GIVEN INFORMATION

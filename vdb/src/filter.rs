// This Source Code Form is subject to the terms of the Mozilla Public
// License, v. 2.0. If a copy of the MPL was not distributed with this
// file, You can obtain one at https://mozilla.org/MPL/2.0/.

//! Attribute filters for list operations.
//!
//! A filter maps an attribute name to a set of accepted values. An item
//! matches when, for every filter with a non empty value set, at least one of
//! the item's values for that attribute is in the set. Scalar attributes have
//! a single value, list attributes match on any member.

use crate::error::Error;
use crate::types::{
    Bgpvpn, Filters, NetworkAssociation, PortAssociation, RouterAssociation,
};

pub trait Filterable {
    /// Attribute names that may be filtered on.
    const ATTRIBUTES: &'static [&'static str];

    /// The values of an attribute, rendered as strings.
    fn attribute(&self, name: &str) -> Vec<String>;
}

pub fn validate<T: Filterable>(filters: &Filters) -> Result<(), Error> {
    for name in filters.keys() {
        if !T::ATTRIBUTES.contains(&name.as_str()) {
            return Err(Error::Validation(format!(
                "unknown filter attribute '{name}'"
            )));
        }
    }
    Ok(())
}

pub fn matches<T: Filterable>(item: &T, filters: &Filters) -> bool {
    filters.iter().all(|(name, accepted)| {
        accepted.is_empty()
            || item.attribute(name).iter().any(|v| accepted.contains(v))
    })
}

pub fn apply<T: Filterable>(
    items: Vec<T>,
    filters: &Filters,
) -> Result<Vec<T>, Error> {
    validate::<T>(filters)?;
    Ok(items.into_iter().filter(|i| matches(i, filters)).collect())
}

impl Filterable for Bgpvpn {
    const ATTRIBUTES: &'static [&'static str] = &[
        "id",
        "tenant_id",
        "name",
        "type",
        "route_targets",
        "import_targets",
        "export_targets",
        "route_distinguishers",
        "vni",
        "local_pref",
        "networks",
        "routers",
        "ports",
        "shared",
    ];

    fn attribute(&self, name: &str) -> Vec<String> {
        match name {
            "id" => vec![self.id.to_string()],
            "tenant_id" => vec![self.tenant_id.clone()],
            "name" => vec![self.name.clone()],
            "type" => vec![self.vpn_type.to_string()],
            "route_targets" => self.route_targets.clone(),
            "import_targets" => self.import_targets.clone(),
            "export_targets" => self.export_targets.clone(),
            "route_distinguishers" => self.route_distinguishers.clone(),
            "vni" => self.vni.iter().map(|v| v.to_string()).collect(),
            "local_pref" => {
                self.local_pref.iter().map(|v| v.to_string()).collect()
            }
            "networks" => self.networks.clone(),
            "routers" => self.routers.clone(),
            "ports" => self.ports.clone(),
            "shared" => vec![self.shared.to_string()],
            _ => Vec::new(),
        }
    }
}

impl Filterable for NetworkAssociation {
    const ATTRIBUTES: &'static [&'static str] =
        &["id", "tenant_id", "bgpvpn_id", "network_id"];

    fn attribute(&self, name: &str) -> Vec<String> {
        match name {
            "id" => vec![self.id.to_string()],
            "tenant_id" => vec![self.tenant_id.clone()],
            "bgpvpn_id" => vec![self.bgpvpn_id.to_string()],
            "network_id" => vec![self.network_id.clone()],
            _ => Vec::new(),
        }
    }
}

impl Filterable for RouterAssociation {
    const ATTRIBUTES: &'static [&'static str] = &[
        "id",
        "tenant_id",
        "bgpvpn_id",
        "router_id",
        "advertise_extra_routes",
    ];

    fn attribute(&self, name: &str) -> Vec<String> {
        match name {
            "id" => vec![self.id.to_string()],
            "tenant_id" => vec![self.tenant_id.clone()],
            "bgpvpn_id" => vec![self.bgpvpn_id.to_string()],
            "router_id" => vec![self.router_id.clone()],
            "advertise_extra_routes" => {
                vec![self.advertise_extra_routes.to_string()]
            }
            _ => Vec::new(),
        }
    }
}

impl Filterable for PortAssociation {
    const ATTRIBUTES: &'static [&'static str] = &[
        "id",
        "tenant_id",
        "bgpvpn_id",
        "port_id",
        "advertise_fixed_ips",
    ];

    fn attribute(&self, name: &str) -> Vec<String> {
        match name {
            "id" => vec![self.id.to_string()],
            "tenant_id" => vec![self.tenant_id.clone()],
            "bgpvpn_id" => vec![self.bgpvpn_id.to_string()],
            "port_id" => vec![self.port_id.clone()],
            "advertise_fixed_ips" => {
                vec![self.advertise_fixed_ips.to_string()]
            }
            _ => Vec::new(),
        }
    }
}
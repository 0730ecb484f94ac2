// This Source Code Form is subject to the terms of the Mozilla Public
// License, v. 2.0. If a copy of the MPL was not distributed with this
// file, You can obtain one at https://mozilla.org/MPL/2.0/.

use crate::admin::HandlerContext;
use crate::log::sig_log;
use slog::Logger;
use std::sync::Arc;
use tokio::signal::unix::{signal, SignalKind};

/// Reconcile the agent on SIGUSR1.
pub(crate) async fn handle_signals(
    ctx: Arc<HandlerContext>,
    log: Logger,
) -> anyhow::Result<()> {
    let mut sigusr1 = signal(SignalKind::user_defined1())?;
    tokio::spawn(async move {
        loop {
            sigusr1.recv().await;
            sig_log!(log, info, "resync on sigusr1");
            if let Err(e) = ctx.request_resync() {
                sig_log!(log, error, "resync on sigusr1 failed";
                    "error" => format!("{e}")
                );
            }
        }
    });
    Ok(())
}
// This Source Code Form is subject to the terms of the Mozilla Public
// License, v. 2.0. If a copy of the MPL was not distributed with this
// file, You can obtain one at https://mozilla.org/MPL/2.0/.

use crate::admin::HandlerContext;
use crate::log::dlog;
use anyhow::{anyhow, Context as _};
use clap::{Args, Parser, Subcommand};
use std::net::{IpAddr, Ipv6Addr};
use std::sync::mpsc::channel;
use std::sync::{Arc, Mutex};
use vdb::{Capabilities, Db, StoreConfig, TargetAllocation, TargetIdRange};
use vpn_common::log::{init_file_logger, init_logger};
use vpn_common::stats::LowerStats;
use vpn_lower::agent::HttpAgent;

mod admin;
mod bgpvpn_admin;
mod error;
mod log;
mod signal;

const COMPONENT_VPND: &str = "vpnd";
const MOD_ADMIN: &str = "admin";
const UNIT_DAEMON: &str = "daemon";
const UNIT_SIG: &str = "signal";

#[derive(Parser, Debug)]
#[command(version, about, long_about = None)]
struct Cli {
    #[command(subcommand)]
    command: Commands,
}

#[derive(Subcommand, Debug)]
enum Commands {
    /// Run the BGPVPN association daemon.
    Run(RunArgs),
    /// Generate the OpenAPI spec for the admin interface.
    Apigen,
}

#[derive(Args, Debug)]
struct RunArgs {
    /// Directory holding the association store.
    #[arg(long, env = "VPND_DATA_DIR", default_value = "/var/run/vpnd")]
    data_dir: String,

    /// Address to listen on for the admin API.
    #[arg(long, env = "VPND_ADMIN_ADDR", default_value_t = IpAddr::V6(Ipv6Addr::UNSPECIFIED))]
    admin_addr: IpAddr,

    /// Port to listen on for the admin API.
    #[arg(long, env = "VPND_ADMIN_PORT", default_value_t = 4680)]
    admin_port: u16,

    /// Base URL of the forwarding agent.
    #[arg(long, env = "VPND_AGENT_URL", default_value = "http://localhost:4681")]
    agent_url: String,

    /// Timeout for each agent request.
    #[arg(long, env = "VPND_AGENT_TIMEOUT", default_value = "5s")]
    agent_timeout: humantime::Duration,

    /// Expose the vni attribute.
    #[arg(long, env = "VPND_VNI", default_value_t = true, action = clap::ArgAction::Set)]
    vni: bool,

    /// Expose the local_pref attribute.
    #[arg(long, env = "VPND_ROUTES_CONTROL", default_value_t = true, action = clap::ArgAction::Set)]
    routes_control: bool,

    /// ASN used for auto allocated route targets.
    #[arg(long, env = "VPND_REGION_ASN")]
    region_asn: Option<String>,

    /// Numbers available for auto allocated route targets, as LOW-HIGH.
    #[arg(long, env = "VPND_TARGET_ID_RANGE", default_value = "300-1000")]
    target_id_range: TargetIdRange,

    /// Allocate route targets for BGPVPNs created without any.
    #[arg(long, env = "VPND_ROUTE_TARGET_AUTO_ALLOCATION")]
    route_target_auto_allocation: bool,

    /// Allocate import targets for BGPVPNs created without any.
    #[arg(long, env = "VPND_IMPORT_TARGET_AUTO_ALLOCATION")]
    import_target_auto_allocation: bool,

    /// Allocate export targets for BGPVPNs created without any.
    #[arg(long, env = "VPND_EXPORT_TARGET_AUTO_ALLOCATION")]
    export_target_auto_allocation: bool,

    /// Write logs to this file instead of stdout.
    #[arg(long, env = "VPND_LOG_FILE")]
    log_file: Option<String>,
}

impl RunArgs {
    fn store_config(&self) -> StoreConfig {
        StoreConfig {
            capabilities: Capabilities {
                vni: self.vni,
                routes_control: self.routes_control,
            },
            allocation: TargetAllocation {
                region_asn: self.region_asn.clone(),
                target_id_range: self.target_id_range,
                route_target_auto_allocation: self
                    .route_target_auto_allocation,
                import_target_auto_allocation: self
                    .import_target_auto_allocation,
                export_target_auto_allocation: self
                    .export_target_auto_allocation,
            },
        }
    }
}

#[tokio::main]
async fn main() -> anyhow::Result<()> {
    let args = Cli::parse();
    match args.command {
        Commands::Run(run_args) => run(run_args).await,
        Commands::Apigen => {
            admin::apigen();
            Ok(())
        }
    }
}

async fn run(args: RunArgs) -> anyhow::Result<()> {
    let log = match &args.log_file {
        Some(path) => init_file_logger(path),
        None => init_logger(),
    };

    let db_path = format!("{}/vdb", args.data_dir);
    let db = Db::new(&db_path, args.store_config(), log.clone())
        .with_context(|| format!("open store at {db_path}"))?;
    dlog!(log, info, "store opened";
        "path" => &db_path,
        "capabilities" => format!("{:?}", db.capabilities())
    );

    let agent = HttpAgent::new(&args.agent_url, args.agent_timeout.into())
        .context("build agent client")?;
    let stats = Arc::new(LowerStats::default());
    let (tx, rx) = channel();

    {
        let db = db.clone();
        let log = log.clone();
        let stats = stats.clone();
        let tx = tx.clone();
        let rt = Arc::new(tokio::runtime::Handle::current());
        std::thread::Builder::new()
            .name("vpn-lower".into())
            .spawn(move || vpn_lower::run(db, agent, log, rt, stats, tx, rx))
            .context("spawn sync thread")?;
    }

    let context = Arc::new(HandlerContext {
        log: log.clone(),
        db,
        lower_stats: stats,
        sync: Mutex::new(tx),
    });

    signal::handle_signals(context.clone(), log.clone()).await?;

    let server = admin::start_server(
        log.clone(),
        args.admin_addr,
        args.admin_port,
        context,
    )
    .map_err(|e| anyhow!(e))?;
    server.await.context("admin server task")?;

    Ok(())
}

EXERCISE AIM
Output the material above exactly, but only from the line that carries "use vpn_lower::agent::HttpAgent;" through the line that carries "Address to listen on for the admin API.".

REPLY TO THE EXERCISE
use vpn_lower::agent::HttpAgent;

mod admin;
mod bgpvpn_admin;
mod error;
mod log;
mod signal;

const COMPONENT_VPND: &str = "vpnd";
const MOD_ADMIN: &str = "admin";
const UNIT_DAEMON: &str = "daemon";
const UNIT_SIG: &str = "signal";

#[derive(Parser, Debug)]
#[command(version, about, long_about = None)]
struct Cli {
    #[command(subcommand)]
    command: Commands,
}

#[derive(Subcommand, Debug)]
enum Commands {
    /// Run the BGPVPN association daemon.
    Run(RunArgs),
    /// Generate the OpenAPI spec for the admin interface.
    Apigen,
}

#[derive(Args, Debug)]
struct RunArgs {
    /// Directory holding the association store.
    #[arg(long, env = "VPND_DATA_DIR", default_value = "/var/run/vpnd")]
    data_dir: String,

    /// Address to listen on for the admin API.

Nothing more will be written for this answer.